Booklist Reviews
*Starred Review* Orange's second novel is both prequel and sequel to the striking There, There (2018) and a centuries-spanning novel that stands firmly on its own. Once again featuring several narrator-characters, it opens during America's longest war—the 313 years of settlers' brutal attempts to annihilate the Native people who preceded them. The boy who will become Jude Star wakes to the sound of his camp's massacre, and escapes. In 1875, he's taken from Oklahoma to a prison-castle on the Florida coast; his jailer will one day teach his son at the Carlisle Indian School. We continue to meet Jude's inheritors (the provided family tree is key) and then it is 2018, and Jude's teenage great-great-great grandson Orvil is recovering from the climactic events of There There. Orvil's wicked pain, and increasing need for medication to numb it, lead to Sean, recuperating from injury himself, who has access to homemade painkillers. Orvil's grandmothers and brothers have struggles of their own.

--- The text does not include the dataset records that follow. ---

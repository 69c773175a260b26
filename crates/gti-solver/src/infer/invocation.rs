//! Applicability inference, invocation type inference and the invocation
//! driver.

use super::bound::{Bound, CaptureBound, Relation};
use super::bound_set::BoundSet;
use super::constraint::{Constraint, ConstraintRelation};
use super::cycle::select_constraints;
use super::engine::InferenceEngine;
use super::incorporate::incorporate;
use super::resolve::{resolve, resolve_all};
use super::session::{ResolvedInvocation, SessionId, SessionPhase};
use crate::error::{InferenceError, SessionFlags};
use crate::expr::ExprId;
use crate::functional::functional_signature;
use crate::instantiate::instantiate_type;
use crate::subtype::{Compatibility, SubtypeChecker};
use crate::types::{MethodId, TypeData, TypeId};
use crate::visitor::{contains_type_parameters, is_proper};
use gti_common::limits::{NESTED_STACK_RED_ZONE, NESTED_STACK_SEGMENT};
use indexmap::IndexSet;
use tracing::debug;
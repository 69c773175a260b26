//! Inference variables and the parameter-to-variable substitution θ.

use crate::db::TypeDatabase;
use crate::expr::ExprId;
use crate::instantiate::{TypeSubstitution, instantiate_type};
use crate::types::{InferenceVarId, TypeId, TypeParamId};
use rustc_hash::FxHashMap;
use std::cell::RefCell;

/// A placeholder for one type argument of one invocation.
#[derive(Clone, Copy, Debug, PartialEq, Eq)]
pub struct InferenceVariable {
    pub ty: TypeId,
    pub id: InferenceVarId,
    /// The type parameter this variable stands for, if any.
    pub param: Option<TypeParamId>,
    /// The invocation (or method reference) that introduced it.
    pub site: ExprId,
    /// Creation order; resolution sorts by it.
    pub ordinal: u32,
}

/// Allocate a fresh variable for `param` at `site`.
pub fn new_variable(
    db: &dyn TypeDatabase,
    param: Option<TypeParamId>,
    site: ExprId,
) -> InferenceVariable {
    let ty = db.fresh_inference_var(param);
    let id = db.infer_var(ty).unwrap_or(InferenceVarId(u32::MAX));
    InferenceVariable {
        ty,
        id,
        param,
        site,
        ordinal: id.0,
    }
}

/// θ: replaces a method's type parameters with its inference variables.
///
/// Inference variables are left alone, and results are memoized.
#[derive(Debug, Default)]
pub struct VariableMap {
    subst: TypeSubstitution,
    cache: RefCell<FxHashMap<TypeId, TypeId>>,
}

impl Clone for VariableMap {
    fn clone(&self) -> Self {
        VariableMap {
            subst: self.subst.clone(),
            cache: RefCell::new(self.cache.borrow().clone()),
        }
    }
}

impl VariableMap {
    pub fn new(db: &dyn TypeDatabase, params: &[TypeParamId], vars: &[InferenceVariable]) -> Self {
        let mut subst = TypeSubstitution::new();
        for (&param, var) in params.iter().zip(vars.iter()) {
            subst.insert(db.type_param(param), var.ty);
        }
        VariableMap {
            subst,
            cache: RefCell::new(FxHashMap::default()),
        }
    }

    /// Identity map, for methods that are not generic.
    pub fn identity() -> Self {
        VariableMap::default()
    }

    pub fn is_empty(&self) -> bool {
        self.subst.is_empty()
    }

    pub fn substitution(&self) -> &TypeSubstitution {
        &self.subst
    }

    pub fn substitute(&self, db: &dyn TypeDatabase, ty: TypeId) -> TypeId {
        if self.subst.is_empty() || db.is_inference_var(ty) {
            return ty;
        }
        if let Some(&cached) = self.cache.borrow().get(&ty) {
            return cached;
        }
        let result = instantiate_type(db, ty, &self.subst);
        self.cache.borrow_mut().insert(ty, result);
        result
    }
}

All this barely scratches the surface of Orange's tender yet eviscerating history of a family's survival—day to day, generation to generation—and their uneasy yet persistent belief in that survival. Their story, one character realizes, has to be lived in order to be told, it is the song being sung, the dancer in midair, and, indeed, there is so much life in this mesmerizing, kaleidoscopic novel.HIGH-DEMAND BACKSTORY: There, There was a lauded best-seller and readers will be thrilled to see anything from Orange, especially a continuation of that beloved story. Copyright 2024 Booklist Reviews.
Library Journal Reviews
Star, a young survivor of 1864's Sand Creek Massacre (in present-day Colorado), is held at the Fort Marion Prison Castle and compelled to eschew his language and heritage by a brutal prison guard—as is Star's son Charles a generation later, at the Carlisle Industrial School for Indians. Charles survives with the help of fellow student Opal Viola, whose own story brings us to 2018 Oakland and events in Orange's Pulitzer Prize finalist, mega-award-winning There There. Prepub Alert. Copyright 2023 Library Journal
Copyright 2023 Library Journal.
Library Journal Reviews
This follow-up to Orange's debut novel, There There, delivers a considerably different reading experience than its progenitor. Moving away from that earlier novel's vast, intricately woven tapestry of interconnections, Orange narrows his focus to the lineage and immediate family of There There's Orvil Red Feather, beginning with his great-great-great-grandfather in the 1800s and continuing until 2018, where most of the narrative takes place, examining the legacies of the Sand Creek Massacre and the Carlisle Indian Industrial School. But it isn't just the novel's construction that changes shape. Orange forgoes the explosive tragedy that punctuated his first novel and instead documents its lingering distension. It's a potent and intimate pivot, one that builds in power as he mines the abiding grief of childhood's passage, particularly within the contexts of Indigenous history and contemporaneity. This second work lacks the sense of sprawl that invigorated Orange's debut, and there are stretches in the central section that can feel pulled too thin and blunted by repetition, leaving its three parts a bit wobbly in balance. But, as was the case with There There, he builds to a memorable crescendo. VERDICT Orange smartly avoids the trap of attempting the same trick twice, tweaking his approach to story and structure and once again showcasing his ability to deliver characters with clear, complex interiority.—Luke Gorham
Copyright 2024 Library Journal.
Publishers Weekly Reviews
Orange follows up his PEN/Hemingway-winning There There with a stirring portrait of the fractured but resilient Bear Shield-Red Feather family in the wake of the Oakland powwow shooting that closed out the previous book. The sequel is wider in scope, beginning with stories of the family's ancestors before catching up to the present. Those ancestors include Jude Star, who barely survives the 1864 Sand Creek Massacre in what is now Colorado as a youth and is sent to a prison in St. Augustine, Fla., where he's forced to learn English and read the Bible. Jude later works as a farmhand in Oklahoma and raises his son Charles, who is sent to the Carlisle Indian Industrial School in Pennsylvania. As a young man in the early 1900s, Charles drifts into San Francisco, where he becomes addicted to morphine while contending with the trauma of forced assimilation and unspecified abuse at Carlisle ("There is something deeper down, doing its dark work on him some further forgotten thing, but what is it? His life is about knowing it is there but not ever wanting to see it"). In the present, high school freshman Orvil Red Feather recovers at home in Oakland after being struck by a stray bullet during the powwow. Like Charles, he becomes addicted to opiates and struggles to connect with his cultural identity after his grandmother neglects to share details about their Cheyenne heritage. With incandescent prose and precise insights, Orange mines the gaps in his characters' memories and finds meaning in the stories of their lives. This devastating narrative confirms Orange's essential place in the canon of Native American literature. Agent: Nicole Aragi, Aragi, Inc. (Mar.)